València, 13 oct (EFE).- La Asociación Valenciana de Agricultores (AVA-ASAJA) ha advertido hoy de que los precios de origen del caqui han experimentado un descenso medio del 25 % a causa del veto ruso y de la falta de apertura de nuevos mercados.

Según ha informado AVA-ASAJA en una nota de prensa, el caqui, que era uno de los pocos cultivos que ofrecían rentabilidad a los agricultores valencianos, pasa por un momento difícil después de que sus precios hayan descendido un 25 % en las tres últimas campañas.

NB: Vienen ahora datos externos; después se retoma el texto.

//! The request session: one request per input line, one report each.

use std::ops::ControlFlow;
use std::sync::Arc;

use kaleido_core::report::Report;
use kaleido_core::request::{Request, RequestKind, RequestSession};
use kaleido_core::types::RequestId;
use kaleido_devtools::link::ContextFactory;
use kaleido_dispatch::{JobOrigin, OutputSink, Scheduler};
use serde_json::{json, Value};
use tokio::io::{AsyncBufRead, AsyncBufReadExt};

/// Why a session stopped reading.
#[derive(Debug, Clone, Copy, PartialEq, Eq)]
pub enum SessionEnd {
    /// A `shutdown` request was processed.
    ShutdownRequested,
    /// The input stream ended; queued exports finished and the
    /// scheduler was shut down.
    EndOfInput,
}

/// Turns request lines into scheduler calls.
///
/// Exports finish asynchronously and report through the scheduler's
/// output sink. Every other operation is acknowledged here through the
/// same sink.
pub struct Session {
    scheduler: Arc<Scheduler>,
    factory: Arc<dyn ContextFactory>,
    output: Arc<dyn OutputSink>,
    requests: RequestSession,
}

impl Session {
    pub fn new(
        scheduler: Arc<Scheduler>,
        factory: Arc<dyn ContextFactory>,
        output: Arc<dyn OutputSink>,
        requests: RequestSession,
    ) -> Self {
        Self {
            scheduler,
            factory,
            output,
            requests,
        }
    }

    /// Read lines until `shutdown` or end of input.
    ///
    /// At end of input every export already posted still runs to
    /// completion before the scheduler shuts down.
    pub async fn run<R>(&mut self, reader: R) -> std::io::Result<SessionEnd>
    where
        R: AsyncBufRead + Unpin,
    {
        let mut lines = reader.lines();
        while let Some(line) = lines.next_line().await? {
            let line = line.trim();
            if line.is_empty() {
                continue;
            }
            if self.handle_line(line).await.is_break() {
                return Ok(SessionEnd::ShutdownRequested);
            }
        }

        tracing::info!("Request stream closed, finishing queued exports");
        if let Err(e) = self.scheduler.wait_settled().await {
            tracing::debug!(error = %e, "Scheduler stopped before settling");
        }
        self.scheduler.shutdown().await;
        Ok(SessionEnd::EndOfInput)
    }

    /// Process one non-empty line.
    pub async fn handle_line(&mut self, line: &str) -> ControlFlow<()> {
        let Request { id, kind } = match self.requests.accept(line) {
            Ok(request) => request,
            Err(rejection) => {
                tracing::warn!(request_id = rejection.id, error = %rejection.error, "Request rejected");
                self.output.emit(rejection.into_report());
                return ControlFlow::Continue(());
            }
        };
        tracing::debug!(request_id = id, operation = %kind.operation(), "Request accepted");

        match kind {
            RequestKind::Export(export) => {
                let origin = id.map_or(JobOrigin::Legacy, JobOrigin::Request);
                // Rejections are reported by the scheduler itself.
                if let Err(e) = self.scheduler.post_job(origin, export) {
                    tracing::debug!(request_id = id, error = %e, "Export not queued");
                }
            }
            RequestKind::CreateTab => self.create_tab(id),
            RequestKind::Reload => {
                let report = match self.scheduler.reload_all().await {
                    Ok(count) => Report::success(id, json!({ "reloaded": count })),
                    Err(e) => Report::failure(id, e.to_string()),
                };
                self.output.emit(report);
            }
            RequestKind::Shutdown => {
                tracing::info!(request_id = id, "Shutdown requested");
                self.scheduler.shutdown().await;
                self.output.emit(Report::success(id, Value::Null));
                return ControlFlow::Break(());
            }
            RequestKind::Noop => self.output.emit(Report::success(id, Value::Null)),
        }
        ControlFlow::Continue(())
    }

    /// Open a tab without blocking the request loop; the request is
    /// answered once the tab exists or creation fails.
    fn create_tab(&self, id: Option<RequestId>) {
        let scheduler = Arc::clone(&self.scheduler);
        let factory = Arc::clone(&self.factory);
        let output = Arc::clone(&self.output);
        tokio::spawn(async move {
            let report = match scheduler.create_context(factory.as_ref()).await {
                Ok(context_id) => {
                    tracing::info!(request_id = id, context_id, "Tab created");
                    Report::success(id, json!({ "context_id": context_id }))
                }
                Err(e) => {
                    tracing::warn!(request_id = id, error = %e, "Tab creation failed");
                    Report::failure(id, e.to_string())
                }
            };
            output.emit(report);
        });
    }
}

En algunos casos se ha situado incluso por debajo de los costes de producción, hecho que los agricultores han atribuido a la aplicación del veto ruso y a la falta de expansión en mercados asiáticos y americanos.

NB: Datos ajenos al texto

//! Terminal reports written to the output channel, and their wire forms.
//!
//! Every request ends in exactly one [`Report`]. How a report is written
//! depends on the [`ProtocolVersion`] the process was started with:
//!
//! - modern: `{"id": <int|null>, "success": <bool>, "msg": <value>}`
//! - legacy: `{"code": <int>, "message": <string>, "result": <value|null>, "version": <string>}`

use std::fmt;
use std::str::FromStr;

use serde::{Deserialize, Serialize};
use serde_json::Value;

use crate::error::CoreError;
use crate::types::RequestId;

/// Legacy code for a successful export.
pub const CODE_SUCCESS: u16 = 0;

/// Legacy code for any failed request.
pub const CODE_FAILURE: u16 = 1;

/// Legacy code for a format whose external converter is not installed.
pub const CODE_MISSING_CONVERTER: u16 = 530;

/// Which request/response wire format the session speaks.
#[derive(Debug, Clone, Copy, Default, PartialEq, Eq, Serialize, Deserialize)]
#[serde(rename_all = "lowercase")]
pub enum ProtocolVersion {
    #[default]
    Modern,
    Legacy,
}

impl fmt::Display for ProtocolVersion {
    fn fmt(&self, f: &mut fmt::Formatter<'_>) -> fmt::Result {
        match self {
            ProtocolVersion::Modern => f.write_str("modern"),
            ProtocolVersion::Legacy => f.write_str("legacy"),
        }
    }
}

impl FromStr for ProtocolVersion {
    type Err = CoreError;

    fn from_str(s: &str) -> Result<Self, Self::Err> {
        match s.trim().to_ascii_lowercase().as_str() {
            "modern" => Ok(ProtocolVersion::Modern),
            "legacy" => Ok(ProtocolVersion::Legacy),
            other => Err(CoreError::Validation(format!(
                "Unknown protocol version \"{other}\"; expected modern or legacy"
            ))),
        }
    }
}

/// How a request ended.
#[derive(Debug, Clone, PartialEq)]
pub enum Outcome {
    Success(Value),
    Failure { code: u16, message: String },
}

/// One terminal event for the output channel.
#[derive(Debug, Clone, PartialEq)]
pub struct Report {
    /// External correlation id; `None` for legacy requests and for
    /// requests rejected before an id could be read.
    pub id: Option<RequestId>,
    pub outcome: Outcome,
}

impl Report {
    pub fn success(id: Option<RequestId>, msg: Value) -> Self {
        Self {
            id,
            outcome: Outcome::Success(msg),
        }
    }

    pub fn failure(id: Option<RequestId>, message: impl Into<String>) -> Self {
        Self::failure_with_code(id, CODE_FAILURE, message)
    }

    pub fn failure_with_code(id: Option<RequestId>, code: u16, message: impl Into<String>) -> Self {
        Self {
            id,
            outcome: Outcome::Failure {
                code,
                message: message.into(),
            },
        }
    }

    pub fn is_success(&self) -> bool {
        matches!(self.outcome, Outcome::Success(_))
    }

    /// Failure text, if this report is a failure.
    pub fn error_message(&self) -> Option<&str> {
        match &self.outcome {
            Outcome::Failure { message, .. } => Some(message),
            Outcome::Success(_) => None,
        }
    }

    /// Render as one line of JSON (no trailing newline).
    pub fn encode(&self, protocol: ProtocolVersion, version: &str) -> String {
        let line = match protocol {
            ProtocolVersion::Modern => serde_json::to_string(&self.modern()),
            ProtocolVersion::Legacy => serde_json::to_string(&self.legacy(version)),
        };
        // Both line types hold only strings, integers and `Value`s.
        line.unwrap_or_else(|e| {
            format!(r#"{{"success":false,"msg":"failed to encode report: {e}"}}"#)
        })
    }

    fn modern(&self) -> ModernLine<'_> {
        match &self.outcome {
            Outcome::Success(msg) => ModernLine {
                id: self.id,
                success: true,
                msg: MsgRef::Value(msg),
            },
            Outcome::Failure { message, .. } => ModernLine {
                id: self.id,
                success: false,
                msg: MsgRef::Text(message),
            },
        }
    }

    fn legacy<'a>(&'a self, version: &'a str) -> LegacyLine<'a> {
        match &self.outcome {
            Outcome::Success(result) => LegacyLine {
                code: CODE_SUCCESS,
                message: "Success",
                result: Some(result),
                version,
            },
            Outcome::Failure { code, message } => LegacyLine {
                code: *code,
                message,
                result: None,
                version,
            },
        }
    }
}

#[derive(Serialize)]
#[serde(untagged)]
enum MsgRef<'a> {
    Value(&'a Value),
    Text(&'a str),
}

#[derive(Serialize)]
struct ModernLine<'a> {
    id: Option<RequestId>,
    success: bool,
    msg: MsgRef<'a>,
}

#[derive(Serialize)]
struct LegacyLine<'a> {
    code: u16,
    message: &'a str,
    result: Option<&'a Value>,
    version: &'a str,
}
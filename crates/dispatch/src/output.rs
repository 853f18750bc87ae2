//! The output channel: one JSON line per terminal report.

use kaleido_core::report::{ProtocolVersion, Report};
use tokio::io::{AsyncWrite, AsyncWriteExt};
use tokio::sync::{mpsc, oneshot};
use tokio::task::JoinHandle;

/// Ordered destination for terminal reports.
pub trait OutputSink: Send + Sync {
    fn emit(&self, report: Report);
}

enum LineMsg {
    Report(Report),
    Flush(oneshot::Sender<()>),
}

/// Writes reports to an async writer from a dedicated task, so emitting
/// never blocks the caller and lines are never interleaved.
#[derive(Clone)]
pub struct LineWriter {
    tx: mpsc::UnboundedSender<LineMsg>,
}

impl LineWriter {
    /// Spawn the writer task. It ends once every `LineWriter` clone has
    /// been dropped or the writer fails.
    pub fn spawn<W>(writer: W, protocol: ProtocolVersion, version: String) -> (Self, JoinHandle<()>)
    where
        W: AsyncWrite + Unpin + Send + 'static,
    {
        let (tx, rx) = mpsc::unbounded_channel();
        let handle = tokio::spawn(write_lines(writer, rx, protocol, version));
        (Self { tx }, handle)
    }

    /// Wait until every report emitted so far has been written.
    pub async fn flush(&self) {
        let (tx, rx) = oneshot::channel();
        if self.tx.send(LineMsg::Flush(tx)).is_ok() {
            let _ = rx.await;
        }
    }
}

impl OutputSink for LineWriter {
    fn emit(&self, report: Report) {
        if self.tx.send(LineMsg::Report(report)).is_err() {
            tracing::warn!("Output channel closed; report dropped");
        }
    }
}

async fn write_lines<W>(
    mut writer: W,
    mut rx: mpsc::UnboundedReceiver<LineMsg>,
    protocol: ProtocolVersion,
    version: String,
) where
    W: AsyncWrite + Unpin,
{
    while let Some(msg) = rx.recv().await {
        match msg {
            LineMsg::Report(report) => {
                let mut line = report.encode(protocol, &version);
                line.push('\n');
                if let Err(e) = writer.write_all(line.as_bytes()).await {
                    tracing::error!(error = %e, "Failed to write report");
                    return;
                }
                if let Err(e) = writer.flush().await {
                    tracing::error!(error = %e, "Failed to flush output");
                    return;
                }
            }
            LineMsg::Flush(ack) => {
                let _ = ack.send(());
            }
        }
    }
}

#[cfg(test)]
mod tests {
    use super::*;
    use serde_json::{json, Value};
    use tokio::io::{AsyncBufReadExt, BufReader};

    #[tokio::test]
    async fn reports_are_written_in_order() {
        let (write_half, read_half) = tokio::io::duplex(4096);
        let (sink, handle) = LineWriter::spawn(write_half, ProtocolVersion::Modern, "0.1.0".into());

        sink.emit(Report::success(Some(1), json!({"result": "a"})));
        sink.emit(Report::failure(Some(2), "boom"));
        sink.flush().await;
        drop(sink);
        handle.await.unwrap();

        let mut lines = BufReader::new(read_half).lines();
        let first: Value = serde_json::from_str(&lines.next_line().await.unwrap().unwrap()).unwrap();
        let second: Value = serde_json::from_str(&lines.next_line().await.unwrap().unwrap()).unwrap();
        assert_eq!(first["id"], 1);
        assert_eq!(first["success"], true);
        assert_eq!(second["id"], 2);
        assert_eq!(second["msg"], "boom");
        assert!(lines.next_line().await.unwrap().is_none());
    }

    #[tokio::test]
    async fn legacy_lines_carry_version() {
        let (write_half, read_half) = tokio::io::duplex(4096);
        let (sink, handle) = LineWriter::spawn(write_half, ProtocolVersion::Legacy, "9.9.9".into());
        sink.emit(Report::success(None, json!("<svg/>")));
        drop(sink);
        handle.await.unwrap();

        let mut lines = BufReader::new(read_half).lines();
        let line: Value = serde_json::from_str(&lines.next_line().await.unwrap().unwrap()).unwrap();
        assert_eq!(line["code"], 0);
        assert_eq!(line["version"], "9.9.9");
    }
}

Desde que se descubrió un método tecnológico que permite eliminar la astringencia de esta fruta, la producción y la demanda no habían dejado de aumentar de manera paralela, lo que se traducía en "precios razonables para todos los eslabones de la cadena de valor".

Esta estabilidad paró cuando en agosto de 2014 se estableció la prohibición de exportar caquis y otros productos agroalimentarios de Europa al mercado ruso.

Según indican, este era especialmente importante para el sector porque adquiría producto de segunda categoría y, de esa manera, contribuía a "desatascar los mercados europeos".

El presidente de AVA-ASAJA, Cristóbal Aguado, ha declarado: "Todos sabíamos que la decisión de Moscú podía tener una incidencia muy negativa sobre el cultivo y por eso mismo el Gobierno español y la Unión Europea nos prometieron que, en compensación, buscarían mercados alternativos".

Sin embargo, Aguado asegura que "ni Madrid ni Bruselas han cumplido su palabra", razón por la que se sienten "engañados y maltratados por partida doble, ya que además de no sumar consumidores más allá de Europa, las autoridades no han proporcionado compensaciones económicas de suficiente cuantía".

Además, ha destacado "el enorme potencial que tiene el caqui por su sabor, sus propiedades nutricionales y su fácil consumo".

"Queremos políticos eficaces que sean capaces de atender las necesidades de sus administrados en tiempo y forma y no lo que han demostrado con el veto ruso", ha exigido.

Ha añadido que si los mercados internacionales que ahora permanecen cerrados se abrieran, la producción se tendría que triplicar.

"Primero crearon un problema ajeno a causas agrarias y, luego, eternizan las soluciones", ha subrayado Aguado.

Según AVA, la disminución de las cotizaciones lleva el agravante de que coincide en el tiempo con un aumento generalizado de los gastos de cultivo.

Los agricultores deben hacer frente a nuevas plagas como las moscas blancas y enfermedades que surgen a medida que el frutal se va asentando en el terreno valenciano y a la necesidad de alargar las campañas con tratamientos de adelantamiento o retraso de la maduración.